Patients seen in the urgent care area represented the majority of patients who did not have repeat or discharge vital signs recorded. This is not surprising given the emphasis on patient turnover here. Our data combined with previous studies [2] support the practice of repeating vital signs if abnormal and carefully considering abnormal vitals prior to discharge. Clinicians should ensure timely re-assessments to facilitate early detection of decompensation even in ambulatory patients. Health systems should examine whether appropriate staffing balances with time pressures and workload. Thematic analysis revealed several patients with possible medical error contributing to their death had missed diagnoses that were most commonly due to failure to consider an infectious etiology as well as imaging misinterpretation by the emergency physician. This suggests that current quality assurance systems should be re-evaluated to ensure adequate patient follow-up for missed results.

Research implications

The themes identified can guide further hypothesis-driven research to prevent or mitigate care issues and reduce death after ED discharge.

Strengths and limitations

This exploratory study adds a unique Canadian perspective to existing data.
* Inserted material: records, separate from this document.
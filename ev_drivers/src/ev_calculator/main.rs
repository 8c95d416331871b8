mod chart;

use clap::Parser;
use ev_drivers::parse_config_from_file;
use ev_engine::{Action, Engine, Rule, Shoe};
use strum::IntoEnumIterator;
use tracing::info;

const DEFAULT_CONFIG_PATH: &str = "~/.ev_calculator.yml";

#[derive(Debug, Parser)]
#[command(author, about, long_about = None)]
struct CommandLineArgs {
    /// The path of the config file
    #[arg(short, long, default_value_t = String::from(DEFAULT_CONFIG_PATH))]
    config: String,

    /// Player hand as comma-separated ranks, e.g. "10,6"
    #[arg(short, long)]
    player: Option<String>,

    /// Dealer up card(s) as comma-separated ranks, e.g. "10"
    #[arg(short, long)]
    dealer: Option<String>,

    /// Evaluate a single action (Stand, Hit, Double or Split) instead of
    /// all of them
    #[arg(short, long)]
    action: Option<Action>,

    /// Print the hard, soft and pair decision charts for a fresh shoe
    #[arg(long)]
    chart: bool,
}

fn main() {
    tracing_subscriber::fmt()
        .with_env_filter(tracing_subscriber::EnvFilter::from_default_env())
        .init();

    let mut args = CommandLineArgs::parse();
    if args.config == DEFAULT_CONFIG_PATH {
        let home_dir = home::home_dir().expect("Cannot find home directory");
        let config_file_path = home_dir.join(".ev_calculator.yml");
        if !config_file_path.exists() {
            panic!("Config file not exists");
        }
        if config_file_path.is_dir() {
            panic!("This should be a path rather than a directory");
        }
        args.config = String::from(config_file_path.to_str().unwrap());
    }
    let args = args;

    let config = parse_config_from_file(&args.config);
    let rule: Rule = config.rule.into();
    let number_of_decks = config.ev_calculator.number_of_decks;
    info!(?rule, number_of_decks, "configuration loaded");

    let mut engine = Engine::new(rule);

    if args.chart {
        chart::print_decision_charts(&mut engine, number_of_decks);
        return;
    }

    let player = parse_ranks(args.player.as_deref().expect("--player is required"));
    let dealer = parse_ranks(args.dealer.as_deref().expect("--dealer is required"));
    let shoe = shoe_after_deal(number_of_decks, &player, &dealer);

    match args.action {
        Some(action) => {
            let ev = engine
                .expectation(action, &shoe, &player, &dealer)
                .expect("cannot evaluate the given situation");
            println!("{:?}: {:+.6}", action, ev);
        }
        None => {
            let mut best: Option<(Action, f64)> = None;
            for action in Action::iter() {
                let ev = match engine.expectation(action, &shoe, &player, &dealer) {
                    Ok(ev) => ev,
                    // A non-pair hand simply has no split expectation.
                    Err(_) if action == Action::Split => continue,
                    Err(error) => panic!("cannot evaluate the given situation: {}", error),
                };
                println!("{:?}: {:+.6}", action, ev);
                if best.map_or(true, |(_, best_ev)| ev > best_ev) {
                    best = Some((action, ev));
                }
            }
            if let Some((action, ev)) = best {
                println!("Best: {:?} ({:+.6})", action, ev);
            }
        }
    }
    info!(cache_entries = engine.cache_entries(), "evaluation finished");
}

fn parse_ranks(input: &str) -> Vec<u8> {
    input
        .split(',')
        .map(|rank| {
            rank.trim()
                .parse::<u8>()
                .expect("Hand ranks must be integers in [1, 10]")
        })
        .collect()
}

fn shoe_after_deal(number_of_decks: u8, player: &[u8], dealer: &[u8]) -> Shoe {
    let mut shoe = Shoe::with_decks(number_of_decks);
    for &rank in player.iter().chain(dealer) {
        shoe.remove_card(rank);
    }
    shoe
}
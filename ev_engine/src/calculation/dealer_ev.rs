use std::cmp::Ordering;

use crate::statekey::{EvCache, StateKey};
use crate::{Action, Hand, Rule, Shoe};

/// Expected outcome once the player stops drawing, averaged over every
/// dealer completion the house rules allow.
///
/// Branches are weighted by the card count before the draw; every draw is
/// undone on the way back up, so the shoe and hands leave this function in
/// their entry state.
pub(crate) fn stand_expectation(
    // Input parameters
    rule: &Rule,

    // Parameters to maintain current state
    shoe: &mut Shoe,
    player: &mut Hand,
    dealer: &mut Hand,
    from_split: bool,

    // Memoized results
    cache: &mut EvCache,
) -> f64 {
    let key = StateKey::new(shoe, player, dealer, from_split, Action::Stand);
    if let Some(ev) = cache.get(&key) {
        return ev;
    }

    // Case 1: Dealer must stand.
    let dealer_score = dealer.score();
    let must_stand = dealer_score > 17
        || dealer_score == 17 && (!dealer.is_soft() || !rule.dealer_hits_on_soft_17);
    if must_stand {
        let outcome = round_outcome(rule, player, dealer, from_split);
        cache.insert(key, outcome);
        return outcome;
    }

    // Case 2: Dealer must hit.
    let mut total_value = 0.0;
    let mut total_weight = 0.0;
    for rank in 1..=10 {
        let count = shoe[rank];
        if count == 0 {
            continue;
        }
        if completes_peeked_natural(rule, dealer, rank) {
            continue;
        }

        shoe.remove_card(rank);
        dealer.push(rank);
        let child = stand_expectation(rule, shoe, player, dealer, from_split, cache);
        dealer.pop();
        shoe.add_card(rank);

        total_value += child * count as f64;
        total_weight += count as f64;
    }

    let ev = if total_weight > 0.0 {
        total_value / total_weight
    } else {
        0.0
    };
    cache.insert(key, ev);
    ev
}

/// Conditional on the player acting at all, a peeked dealer cannot be
/// holding the hole card that would have completed a natural. The check
/// only applies while the dealer still shows a single card: past that
/// point the hole card has long been drawn.
fn completes_peeked_natural(rule: &Rule, dealer: &Hand, rank: u8) -> bool {
    if !rule.dealer_peeks_for_21 || dealer.len() != 1 {
        return false;
    }
    match dealer.first() {
        Some(10) => rank == 1,
        Some(1) => rank == 10,
        _ => false,
    }
}

/// Terminal payoff for both hands played out, in units of the initial
/// wager. Naturals are classified jointly before any score comparison;
/// a post-split two-card 21 only counts as a natural when the rules say
/// it still pays blackjack odds.
pub(crate) fn round_outcome(rule: &Rule, player: &Hand, dealer: &Hand, from_split: bool) -> f64 {
    let player_natural = player.is_natural() && (!from_split || rule.natural_blackjack_splits);
    let dealer_natural = dealer.is_natural();

    if player_natural && dealer_natural {
        0.0
    } else if player_natural {
        rule.blackjack_odds
    } else if dealer_natural {
        -1.0
    } else if player.is_bust() {
        -1.0
    } else if dealer.is_bust() {
        1.0
    } else {
        match player.score().cmp(&dealer.score()) {
            Ordering::Greater => 1.0,
            Ordering::Equal => 0.0,
            Ordering::Less => -1.0,
        }
    }
}

#[cfg(test)]
mod tests {
    use super::*;

    fn hand(ranks: &[u8]) -> Hand {
        Hand::from_ranks(ranks).unwrap()
    }

    fn stand(rule: &Rule, shoe: &mut Shoe, player: &[u8], dealer: &[u8]) -> f64 {
        let mut player = hand(player);
        let mut dealer = hand(dealer);
        stand_expectation(rule, shoe, &mut player, &mut dealer, false, &mut EvCache::new())
    }

    #[test]
    fn outcome_prefers_naturals_over_scores() {
        let rule = Rule::default();
        assert_eq!(round_outcome(&rule, &hand(&[1, 10]), &hand(&[10, 1]), false), 0.0);
        assert_eq!(round_outcome(&rule, &hand(&[1, 10]), &hand(&[10, 9]), false), 1.5);
        assert_eq!(round_outcome(&rule, &hand(&[7, 7, 7]), &hand(&[10, 1]), false), -1.0);
    }

    #[test]
    fn outcome_compares_scores_without_naturals() {
        let rule = Rule::default();
        assert_eq!(round_outcome(&rule, &hand(&[10, 9]), &hand(&[10, 8]), false), 1.0);
        assert_eq!(round_outcome(&rule, &hand(&[10, 8]), &hand(&[10, 9]), false), -1.0);
        assert_eq!(round_outcome(&rule, &hand(&[10, 9]), &hand(&[9, 10]), false), 0.0);
        assert_eq!(
            round_outcome(&rule, &hand(&[10, 5, 7]), &hand(&[10, 6]), false),
            -1.0
        );
        assert_eq!(
            round_outcome(&rule, &hand(&[10, 6]), &hand(&[10, 6, 9]), false),
            1.0
        );
        // A player bust loses even to a dealer bust.
        assert_eq!(
            round_outcome(&rule, &hand(&[10, 5, 7]), &hand(&[10, 6, 9]), false),
            -1.0
        );
    }

    #[test]
    fn split_twenty_one_pays_even_money_by_default() {
        let rule = Rule::default();
        assert_eq!(round_outcome(&rule, &hand(&[1, 10]), &hand(&[10, 9]), true), 1.0);

        let generous = Rule {
            natural_blackjack_splits: true,
            ..Rule::default()
        };
        assert_eq!(
            round_outcome(&generous, &hand(&[1, 10]), &hand(&[10, 9]), true),
            1.5
        );
    }

    #[test]
    fn dealer_standing_pat_scores_immediately() {
        let rule = Rule::default();
        let mut shoe = Shoe::with_decks(1);
        let before = shoe.clone();

        assert_eq!(stand(&rule, &mut shoe, &[10, 9], &[10, 8]), 1.0);
        assert_eq!(stand(&rule, &mut shoe, &[10, 6], &[10, 10]), -1.0);
        assert_eq!(shoe, before);
    }

    #[test]
    fn soft_seventeen_follows_the_house_rule() {
        // Dealer shows soft 17 and the only card left is a 4: hitting
        // makes 21 and beats the player's 17, standing pushes.
        let mut shoe = Shoe::from_counts([0, 0, 0, 1, 0, 0, 0, 0, 0, 0]);
        let before = shoe.clone();

        let hits = Rule::default();
        assert_eq!(stand(&hits, &mut shoe, &[10, 7], &[1, 6]), -1.0);
        assert_eq!(shoe, before);

        let stands = Rule {
            dealer_hits_on_soft_17: false,
            ..Rule::default()
        };
        assert_eq!(stand(&stands, &mut shoe, &[10, 7], &[1, 6]), 0.0);
    }

    #[test]
    fn hard_seventeen_always_stands() {
        let mut shoe = Shoe::from_counts([0, 0, 0, 1, 0, 0, 0, 0, 0, 0]);
        assert_eq!(stand(&Rule::default(), &mut shoe, &[10, 8], &[10, 7]), 1.0);
    }

    #[test]
    fn peek_prunes_the_dealer_natural() {
        // Shoe holds one ace and one 6. With the peek rule the ace cannot
        // be the hole card under a ten: the dealer draws the 6 for 16,
        // then the ace for a hard 17, losing to 19. Without the peek the
        // ace branch is a dealer natural and the two branches cancel.
        let rule = Rule::default();
        let mut shoe = Shoe::from_counts([1, 0, 0, 0, 0, 1, 0, 0, 0, 0]);
        let before = shoe.clone();

        assert_eq!(stand(&rule, &mut shoe, &[10, 9], &[10]), 1.0);
        assert_eq!(shoe, before);

        let no_peek = Rule {
            dealer_peeks_for_21: false,
            ..Rule::default()
        };
        assert_eq!(stand(&no_peek, &mut shoe, &[10, 9], &[10]), 0.0);
        assert_eq!(shoe, before);
    }

    #[test]
    fn peek_only_guards_the_hole_card() {
        // The ace is pruned as a hole card but stays drawable afterwards:
        // the dealer runs 10, 5, ace, ace for a hard 17 and loses to 18.
        let rule = Rule::default();
        let mut shoe = Shoe::from_counts([2, 0, 0, 0, 1, 0, 0, 0, 0, 0]);

        assert_eq!(stand(&rule, &mut shoe, &[10, 8], &[10]), 1.0);
    }

    #[test]
    fn exhausted_shoe_defaults_to_zero() {
        let rule = Rule::default();
        let mut shoe = Shoe::from_counts([0; 10]);
        assert_eq!(stand(&rule, &mut shoe, &[10, 6], &[10]), 0.0);
    }
}
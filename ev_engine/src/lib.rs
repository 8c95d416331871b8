pub mod calculation;
mod hand;
mod shoe;
mod statekey;

use serde_enum_str::{Deserialize_enum_str, Serialize_enum_str};
use strum_macros::EnumIter;
use thiserror::Error;

pub use calculation::Engine;
pub use hand::Hand;
pub use shoe::Shoe;
pub use statekey::{EvCache, StateKey};

/// House rules consulted by the engine. A `Rule` is fixed for the lifetime
/// of an [`Engine`] instance; changing rules means building a new engine.
#[derive(Debug, Clone, Copy)]
pub struct Rule {
    /// Payout multiplier for a natural blackjack (1.5 = 3:2, 1.2 = 6:5).
    pub blackjack_odds: f64,
    pub dealer_hits_on_soft_17: bool,
    /// When the dealer shows an ace or a ten-value card, she has already
    /// checked the hole card for a natural before the player acts.
    pub dealer_peeks_for_21: bool,
    /// Whether a two-card 21 dealt to a split hand still pays blackjack
    /// odds. When false it pays even money.
    pub natural_blackjack_splits: bool,
    pub double_after_split: bool,
    pub hit_split_aces: bool,
    /// Requires both `double_after_split` and `hit_split_aces`.
    pub double_split_aces: bool,
    /// Offered at the table, but surrender carries no expectation to
    /// compute: the engine never consults this flag.
    pub can_surrender: bool,
}

impl Default for Rule {
    fn default() -> Self {
        Rule {
            blackjack_odds: 1.5,
            dealer_hits_on_soft_17: true,
            dealer_peeks_for_21: true,
            natural_blackjack_splits: false,
            double_after_split: true,
            hit_split_aces: false,
            double_split_aces: false,
            can_surrender: true,
        }
    }
}

/// The four player decisions the engine can price.
#[derive(
    Debug,
    Clone,
    Copy,
    PartialEq,
    Eq,
    Hash,
    EnumIter,
    Serialize_enum_str,
    Deserialize_enum_str,
)]
pub enum Action {
    Stand,
    Hit,
    Double,
    Split,
}

#[derive(Debug, Clone, Copy, PartialEq, Eq, Error)]
pub enum EngineError {
    #[error("card rank {0} is not in [1, 10]")]
    InvalidRank(u8),
    #[error("dealer hand must contain at least the up card")]
    MissingDealerUpCard,
    #[error("only a two-card pair can be split")]
    NotSplittable,
}
use serde::{Deserialize, Serialize};
use std::fs;

#[derive(Debug, Clone, Serialize, Deserialize)]
pub struct Config {
    pub rule: ConfigRule,
    pub ev_calculator: ConfigEvCalculator,
}

#[derive(Debug, Clone, Serialize, Deserialize)]
pub struct ConfigRule {
    pub blackjack_odds: f64,
    pub dealer_hits_on_soft_17: bool,
    pub dealer_peeks_for_21: bool,
    pub natural_blackjack_splits: bool,
    pub double_after_split: bool,
    pub hit_split_aces: bool,
    pub double_split_aces: bool,
    pub can_surrender: bool,
}

impl From<ConfigRule> for ev_engine::Rule {
    fn from(config: ConfigRule) -> ev_engine::Rule {
        ev_engine::Rule {
            blackjack_odds: config.blackjack_odds,
            dealer_hits_on_soft_17: config.dealer_hits_on_soft_17,
            dealer_peeks_for_21: config.dealer_peeks_for_21,
            natural_blackjack_splits: config.natural_blackjack_splits,
            double_after_split: config.double_after_split,
            hit_split_aces: config.hit_split_aces,
            double_split_aces: config.double_split_aces,
            can_surrender: config.can_surrender,
        }
    }
}

#[derive(Debug, Clone, Serialize, Deserialize)]
pub struct ConfigEvCalculator {
    pub number_of_decks: u8,
}

/// Reads the content of a given config file and parses it to a Config.
///
/// Panics if any error occurs.
pub fn parse_config_from_file(filename: &str) -> Config {
    let file_content = fs::read_to_string(filename).unwrap();
    serde_yaml::from_str(&file_content).unwrap()
}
Without controls, this study is hypothesis-generating only; it does not provide a predictive tool for clinical use. The study requirement for all patient information to be accessible through our study sites’ electronic medical records limited our population to those re-presenting to our facilities. It is unknown whether patients sought care at other hospitals after discharge. We did not have access to coroner, EMS, or other hospitals’ data; obtaining this information would optimize future study data. We selected a consecutive cohort, which risked bias. We chose a consecutive sampling as one way to mitigate selection bias when random sampling was not feasible. The large proportion of excluded cases is another potential source of bias. Finally, knowing the outcomes of each case when reviewing them for potential medical error could lead to skewed interpretation of the care provided, which we mitigated through standardized reviewer training.

Conclusion

Though the frequency of related and unanticipated deaths and those due to medical error within 7 days of ED discharge was low, clinicians should carefully consider the highlighted common patient, provider, and system themes to facilitate safe discharge from the ED. The data from this exploratory study highlight opportunities to potentially enhance safe discharge from the ED and potentially decrease rates of medical error surrounding ED discharge.